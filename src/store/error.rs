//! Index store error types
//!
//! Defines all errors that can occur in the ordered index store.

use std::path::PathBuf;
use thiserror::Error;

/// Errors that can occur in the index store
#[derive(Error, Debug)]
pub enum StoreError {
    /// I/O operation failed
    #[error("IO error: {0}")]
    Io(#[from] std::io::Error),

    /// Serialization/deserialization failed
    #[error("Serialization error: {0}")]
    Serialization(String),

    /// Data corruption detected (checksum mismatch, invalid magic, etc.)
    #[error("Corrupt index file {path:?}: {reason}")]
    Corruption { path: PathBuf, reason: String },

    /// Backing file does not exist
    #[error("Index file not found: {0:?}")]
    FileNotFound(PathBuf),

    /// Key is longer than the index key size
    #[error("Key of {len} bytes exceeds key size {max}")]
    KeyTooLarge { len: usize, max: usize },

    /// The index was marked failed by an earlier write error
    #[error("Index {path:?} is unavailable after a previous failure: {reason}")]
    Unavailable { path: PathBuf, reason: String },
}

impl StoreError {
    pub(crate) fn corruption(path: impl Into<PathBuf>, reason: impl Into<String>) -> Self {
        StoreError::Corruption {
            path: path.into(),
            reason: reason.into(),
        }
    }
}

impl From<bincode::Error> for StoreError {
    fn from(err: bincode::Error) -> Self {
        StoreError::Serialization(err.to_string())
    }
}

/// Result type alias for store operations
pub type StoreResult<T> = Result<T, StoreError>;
+ + + + +
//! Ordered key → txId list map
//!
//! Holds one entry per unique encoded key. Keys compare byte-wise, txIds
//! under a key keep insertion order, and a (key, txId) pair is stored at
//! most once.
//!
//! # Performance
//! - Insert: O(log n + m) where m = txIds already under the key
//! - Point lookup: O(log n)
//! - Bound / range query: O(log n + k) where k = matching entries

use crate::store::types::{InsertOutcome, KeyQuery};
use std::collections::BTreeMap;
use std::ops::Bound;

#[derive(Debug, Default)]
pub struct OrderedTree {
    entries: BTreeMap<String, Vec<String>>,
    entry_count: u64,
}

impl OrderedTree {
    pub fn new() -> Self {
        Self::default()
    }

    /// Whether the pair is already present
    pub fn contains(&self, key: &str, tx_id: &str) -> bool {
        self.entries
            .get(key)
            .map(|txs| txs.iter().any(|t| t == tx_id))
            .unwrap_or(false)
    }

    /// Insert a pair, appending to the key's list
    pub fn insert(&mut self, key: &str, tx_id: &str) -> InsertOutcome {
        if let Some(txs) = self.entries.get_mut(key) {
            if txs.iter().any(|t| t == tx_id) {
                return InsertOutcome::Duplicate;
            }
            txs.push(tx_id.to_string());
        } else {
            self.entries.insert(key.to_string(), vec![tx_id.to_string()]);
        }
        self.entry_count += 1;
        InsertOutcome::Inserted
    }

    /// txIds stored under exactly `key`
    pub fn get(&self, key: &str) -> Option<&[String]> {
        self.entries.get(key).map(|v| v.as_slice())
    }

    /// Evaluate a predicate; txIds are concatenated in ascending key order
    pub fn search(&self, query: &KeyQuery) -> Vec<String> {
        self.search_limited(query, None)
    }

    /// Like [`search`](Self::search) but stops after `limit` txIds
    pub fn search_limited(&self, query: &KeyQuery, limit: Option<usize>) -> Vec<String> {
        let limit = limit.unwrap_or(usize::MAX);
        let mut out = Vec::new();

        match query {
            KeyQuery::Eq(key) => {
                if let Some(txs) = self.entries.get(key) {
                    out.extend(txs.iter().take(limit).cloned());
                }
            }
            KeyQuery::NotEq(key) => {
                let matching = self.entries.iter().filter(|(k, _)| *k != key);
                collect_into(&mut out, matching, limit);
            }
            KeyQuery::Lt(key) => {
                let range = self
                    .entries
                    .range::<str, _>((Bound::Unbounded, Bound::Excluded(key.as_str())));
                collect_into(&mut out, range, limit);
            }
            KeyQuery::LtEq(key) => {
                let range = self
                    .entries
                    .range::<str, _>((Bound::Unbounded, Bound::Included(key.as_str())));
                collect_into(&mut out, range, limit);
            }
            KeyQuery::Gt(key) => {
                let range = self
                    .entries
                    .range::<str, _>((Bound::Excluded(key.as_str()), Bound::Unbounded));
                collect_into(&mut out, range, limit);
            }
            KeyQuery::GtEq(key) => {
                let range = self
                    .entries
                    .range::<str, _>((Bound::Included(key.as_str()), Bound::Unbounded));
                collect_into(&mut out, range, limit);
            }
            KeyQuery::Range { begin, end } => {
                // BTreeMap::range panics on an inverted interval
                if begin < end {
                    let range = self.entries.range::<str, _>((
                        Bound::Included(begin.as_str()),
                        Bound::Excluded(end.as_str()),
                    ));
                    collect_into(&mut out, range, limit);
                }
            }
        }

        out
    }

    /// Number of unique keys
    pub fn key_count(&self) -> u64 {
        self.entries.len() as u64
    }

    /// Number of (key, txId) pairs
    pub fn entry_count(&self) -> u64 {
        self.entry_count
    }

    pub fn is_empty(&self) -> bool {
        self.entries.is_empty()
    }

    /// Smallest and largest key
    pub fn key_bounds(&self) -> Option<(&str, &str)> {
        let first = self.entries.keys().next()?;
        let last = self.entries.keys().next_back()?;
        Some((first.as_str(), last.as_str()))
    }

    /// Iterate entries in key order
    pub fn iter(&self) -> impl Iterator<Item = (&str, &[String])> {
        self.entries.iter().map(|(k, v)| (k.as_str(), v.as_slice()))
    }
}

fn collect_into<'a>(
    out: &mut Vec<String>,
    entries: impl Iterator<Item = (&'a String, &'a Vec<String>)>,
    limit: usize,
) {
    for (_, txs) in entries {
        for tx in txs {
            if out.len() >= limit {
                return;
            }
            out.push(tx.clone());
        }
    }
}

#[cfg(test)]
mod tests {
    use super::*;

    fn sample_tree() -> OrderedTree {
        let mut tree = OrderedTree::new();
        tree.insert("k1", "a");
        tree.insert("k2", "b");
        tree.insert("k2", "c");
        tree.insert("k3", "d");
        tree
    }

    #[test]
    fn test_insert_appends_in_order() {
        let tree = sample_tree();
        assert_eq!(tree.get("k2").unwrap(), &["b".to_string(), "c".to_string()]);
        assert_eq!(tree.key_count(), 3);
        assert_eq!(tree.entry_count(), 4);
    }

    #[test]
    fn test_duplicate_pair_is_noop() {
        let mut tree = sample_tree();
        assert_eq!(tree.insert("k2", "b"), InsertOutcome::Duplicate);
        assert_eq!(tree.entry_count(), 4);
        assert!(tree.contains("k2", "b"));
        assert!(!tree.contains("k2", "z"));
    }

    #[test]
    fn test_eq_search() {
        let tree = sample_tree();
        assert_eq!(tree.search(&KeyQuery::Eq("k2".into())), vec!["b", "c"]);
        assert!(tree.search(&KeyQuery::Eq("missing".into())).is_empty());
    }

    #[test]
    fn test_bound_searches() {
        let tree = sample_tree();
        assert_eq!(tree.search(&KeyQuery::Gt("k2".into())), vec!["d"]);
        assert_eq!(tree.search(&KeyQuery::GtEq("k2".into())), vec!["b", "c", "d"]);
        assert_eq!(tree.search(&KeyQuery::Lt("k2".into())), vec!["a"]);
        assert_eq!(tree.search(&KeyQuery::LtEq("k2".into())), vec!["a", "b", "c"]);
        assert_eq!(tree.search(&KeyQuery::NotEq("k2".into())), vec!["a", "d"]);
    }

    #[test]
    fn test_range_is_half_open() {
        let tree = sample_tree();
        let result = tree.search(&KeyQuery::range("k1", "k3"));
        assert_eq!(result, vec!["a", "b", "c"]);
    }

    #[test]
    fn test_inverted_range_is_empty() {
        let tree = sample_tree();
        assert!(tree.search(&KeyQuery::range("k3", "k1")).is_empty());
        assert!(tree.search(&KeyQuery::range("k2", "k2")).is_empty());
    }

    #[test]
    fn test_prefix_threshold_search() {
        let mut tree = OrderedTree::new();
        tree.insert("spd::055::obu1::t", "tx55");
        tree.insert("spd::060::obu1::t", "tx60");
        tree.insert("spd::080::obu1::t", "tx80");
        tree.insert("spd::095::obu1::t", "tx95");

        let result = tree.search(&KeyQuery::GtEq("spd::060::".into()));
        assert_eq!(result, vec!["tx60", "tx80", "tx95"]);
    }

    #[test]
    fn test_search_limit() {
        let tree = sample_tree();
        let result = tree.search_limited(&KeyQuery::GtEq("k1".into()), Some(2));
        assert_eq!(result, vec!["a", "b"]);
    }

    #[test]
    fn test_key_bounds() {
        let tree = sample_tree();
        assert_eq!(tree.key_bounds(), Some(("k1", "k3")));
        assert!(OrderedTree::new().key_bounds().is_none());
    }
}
+ + + + +
Action item:
Copy word for word the stretch of entries above from the line that has "pub fn key_bounds(&self)" through the line that has "fn sample_tree() ->", both ends included, and nothing outside it.

Completed task:
    pub fn key_bounds(&self) -> Option<(&str, &str)> {
        let first = self.entries.keys().next()?;
        let last = self.entries.keys().next_back()?;
        Some((first.as_str(), last.as_str()))
    }

    /// Iterate entries in key order
    pub fn iter(&self) -> impl Iterator<Item = (&str, &[String])> {
        self.entries.iter().map(|(k, v)| (k.as_str(), v.as_slice()))
    }
}

fn collect_into<'a>(
    out: &mut Vec<String>,
    entries: impl Iterator<Item = (&'a String, &'a Vec<String>)>,
    limit: usize,
) {
    for (_, txs) in entries {
        for tx in txs {
            if out.len() >= limit {
                return;
            }
            out.push(tx.clone());
        }
    }
}

#[cfg(test)]
mod tests {
    use super::*;

    fn sample_tree() -> OrderedTree {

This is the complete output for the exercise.